The XFL was fun, innovative, and thrilling — and it’s gone far too soon

Farewell then, XFL, certainly for now and maybe forever.

And it really is a fond farewell, the kind reserved for things that go away purely because of bad luck and with nothing to blame for it, in this case, except a virus.

While the XFL’s first iteration in 2001 was a gimmick-laden spectacle that disintegrated due to the simple fact that it couldn’t sustain the public’s attention, the 2020 version was the opposite.

It was about entertainment, sure, but it was first and foremost about producing football of a solid enough quality to appeal to the hardcore, while showcasing innovations and renovations designed to make the game better.

The XFL was real football. It wasn’t smoke and mirrors. Not everything worked, but it was all made with the best of intentions. In the five weeks the XFL was up and running, it gave us a glimpse of something that many thought impossible: the concept that a secondary, supplemental pro setup could exist to fill some of the interminable NFL gap between the Super Bowl and Week 1.

Now it is gone, all of it. On Friday, the league suspended operations and laid off virtually all of its staff, amid reports and admissions that there were no plans to play in 2021, and no thoughts given to resuming at any other point beyond that.

“It’s bittersweet,” FOX Sports rules analyst Dean Blandino, who served as the XFL’s head of officiating, told me via telephone on Monday morning. “Everyone involved took a lot of time to prepare and get things right, and it showed. It had this very real, very positive feel to it, and people were really starting to like it. I feel good about being a part of it, and I think it made a lot of people feel good — but how do you prepare for this, or anticipate it? It is so far beyond anyone’s imagination.”

There were good people in the XFL, folks who managed to make those five weeks both fun and serious, and eminently watchable. Oliver Luck was a commissioner with some gravitas; Blandino championed new rules that added significant intrigue.

There were one, two and three-point conversions, a double forward-pass rule and, Blandino’s favorite, a kickoff system that kept exciting returns in the game while simultaneously enhancing safety. All of it — the rules, the presentation, the quality of play, the excitement, the fan engagement — added up to a whole far greater than its parts.

The XFL was working. It felt like it was going to work, and for a long time.

Now, it’s gone. And we will miss it dearly, as will the participants.

The defining statistics that will linger in history from the time of this COVID-19 pandemic are those that refer to the shocking numbers of human lives that have been taken. That is, of course, how it must be, and nothing matches it in terms of seriousness.

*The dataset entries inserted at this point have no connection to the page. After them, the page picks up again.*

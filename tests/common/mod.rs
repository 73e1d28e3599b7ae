//! Shared harness: the test plays the part of the port's tick and switch
//! interrupt handlers.

#![allow(dead_code)]

use rtos_task_core::port::{HostPort, Port};
use rtos_task_core::*;

pub type Kernel = Scheduler<HostPort>;

pub fn init_logging() {
    let _ = env_logger::builder().is_test(true).try_init();
}

pub fn entry(_: usize) {}

pub fn kernel() -> Kernel {
    init_logging();
    Scheduler::with_global_allocator(HostPort::new())
}

/// Run the switch handler if a switch is pending and return the current task.
pub fn service(k: &mut Kernel) -> Option<TaskHandle> {
    if k.port().take_switch_request() {
        k.switch_context()
    } else {
        k.current()
    }
}

/// One tick interrupt followed by the switch handler.
pub fn tick(k: &mut Kernel) -> Option<TaskHandle> {
    let switch = k.increment_tick();
    k.port().yield_from_isr(switch);
    service(k)
}

pub fn ticks(k: &mut Kernel, n: usize) -> Option<TaskHandle> {
    for _ in 0..n {
        tick(k);
    }
    k.current()
}

pub fn spawn(k: &mut Kernel, name: &str, priority: Priority) -> TaskHandle {
    k.create_task(entry, name, 96, 0, priority).unwrap()
}
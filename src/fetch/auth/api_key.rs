use crate::fetch::client::HttpClient;
use async_trait::async_trait;
use reqwest::header::{HeaderName, HeaderValue};

/// An [`HttpClient`] wrapper that injects an API key as an HTTP header.
///
/// The header name and value are validated once at construction.
pub struct ApiKey<C> {
    inner: C,
    header_name: HeaderName,
    key: HeaderValue,
}

impl<C> ApiKey<C> {
    pub fn new(inner: C, header_name: &str, key: &str) -> anyhow::Result<Self> {
        let mut key = HeaderValue::from_str(key)?;
        key.set_sensitive(true);
        Ok(Self {
            inner,
            header_name: HeaderName::from_bytes(header_name.as_bytes())?,
            key,
        })
    }

    /// Convenience constructor that uses `Authorization: Bearer <key>`.
    pub fn bearer(inner: C, key: &str) -> anyhow::Result<Self> {
        Self::new(inner, "Authorization", &format!("Bearer {key}"))
    }
}

#[async_trait]
impl<C: HttpClient> HttpClient for ApiKey<C> {
    async fn execute(&self, mut req: reqwest::Request) -> reqwest::Result<reqwest::Response> {
        req.headers_mut()
            .insert(self.header_name.clone(), self.key.clone());
        self.inner.execute(req).await
    }
}

#[cfg(test)]
mod tests {
    use super::*;
    use crate::fetch::BasicClient;

    #[test]
    fn test_invalid_header_name_is_rejected() {
        assert!(ApiKey::new(BasicClient::new(), "bad header", "k").is_err());
    }

    #[test]
    fn test_bearer_header() {
        let client = ApiKey::bearer(BasicClient::new(), "abc").unwrap();
        assert_eq!(client.header_name, "authorization");
        assert_eq!(client.key.to_str().unwrap(), "Bearer abc");
    }
}
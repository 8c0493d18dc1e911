pub mod telemetry_api;
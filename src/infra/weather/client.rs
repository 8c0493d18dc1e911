use async_trait::async_trait;
use reqwest::Url;
use tracing::debug;

use crate::fetch::{HttpClient, fetch_bytes};
use crate::parser::parse_weather;
use crate::scoring::types::WeatherObservation;
use crate::services::telemetry_api::WeatherApi;

const CURRENT_FIELDS: &str = "temperature_2m,precipitation,weather_code,wind_speed_10m";

/// Current-weather lookups against an Open-Meteo compatible endpoint.
pub struct OpenMeteoClient {
    base_url: String,
    http: Box<dyn HttpClient>,
}

impl OpenMeteoClient {
    pub fn new(base_url: &str, http: Box<dyn HttpClient>) -> Self {
        Self {
            base_url: base_url.trim_end_matches('/').to_string(),
            http,
        }
    }

    fn url(&self, lat: f64, lng: f64) -> anyhow::Result<String> {
        let url = Url::parse_with_params(
            &format!("{}/v1/forecast", self.base_url),
            &[
                ("latitude", lat.to_string()),
                ("longitude", lng.to_string()),
                ("current", CURRENT_FIELDS.to_string()),
                ("wind_speed_unit", "kmh".to_string()),
            ],
        )?;
        Ok(url.to_string())
    }

    async fn fetch(&self, lat: f64, lng: f64) -> anyhow::Result<Option<WeatherObservation>> {
        let url = self.url(lat, lng)?;
        let bytes = fetch_bytes(self.http.as_ref(), &url).await?;
        parse_weather(&bytes)
    }
}

#[async_trait]
impl WeatherApi for OpenMeteoClient {
    async fn current(&self, lat: f64, lng: f64) -> Option<WeatherObservation> {
        match self.fetch(lat, lng).await {
            Ok(obs) => obs,
            Err(e) => {
                debug!(lat, lng, error = %e, "Weather unavailable");
                None
            }
        }
    }
}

Yet there are other aspects of our existence that are melting away the longer things persist as they are. When a business shuts down like this, it means a whole lot more than some rich investors losing part of their wealth. It means the disappearance of jobs, from players and coaches to assistants and administrative staff and publicists and cooks and cleaners and every other position that you need to run a professional sporting outfit.

For some of the regular staff, it likely means a trip to the unemployment office. Hopefully future gainful work beckons, though there is a lot of competition for positions out there. For the players, it is, for most of them, the final roll of the dice.

“It is just sad,” Blandino added. “For many of the players, this was their last opportunity to realize their dream of playing in the NFL or going back to it. Then there are other people who have lost full-time jobs, just like is happening elsewhere. It is a great shame. There are a lot of people involved – and a lot of people that you feel for.”

A few players will land on NFL rosters. Houston Roughnecks quarterback P.J. Walker had already been snapped up by the Carolina Panthers, while the Pittsburgh Steelers have claimed five former XFLers. A slow trickle of players were getting the promise of NFL chances over the weekend, but they are very much the exception.

Plenty won’t. There is Canada or semi-pro leagues in Europe, but with the XFL gone, the vast majority will need to find something else to do. In a lot of cases, this will be the time when the dream died, amid all the other upheaval from these bleak and testing months. What will they do next?

“My wife asked me that question today. I didn’t have an answer,” former NFL and XFL QB Matt McGloin told WNEP.com.

For so many reasons, that’s an utter shame. WWE owner Vince McMahon was bold and enterprising in bringing the XFL back, and it was clear that the mistakes of years earlier had been taken on board and learned from.

It was a new league that we loved. The XFL was brave and precocious and fearless and made for really good television. As a viewing experience, it was often spectacular — real, raw, in your face and blessed with the majestic idea that you could hear the coach call plays.

It was different, in all the best ways, yet still familiar. The football wasn’t of the same standard as the NFL, sure, but neither is college football. It was more than watchable; it was genuinely enjoyable.

And it was just getting started. Until it wasn’t.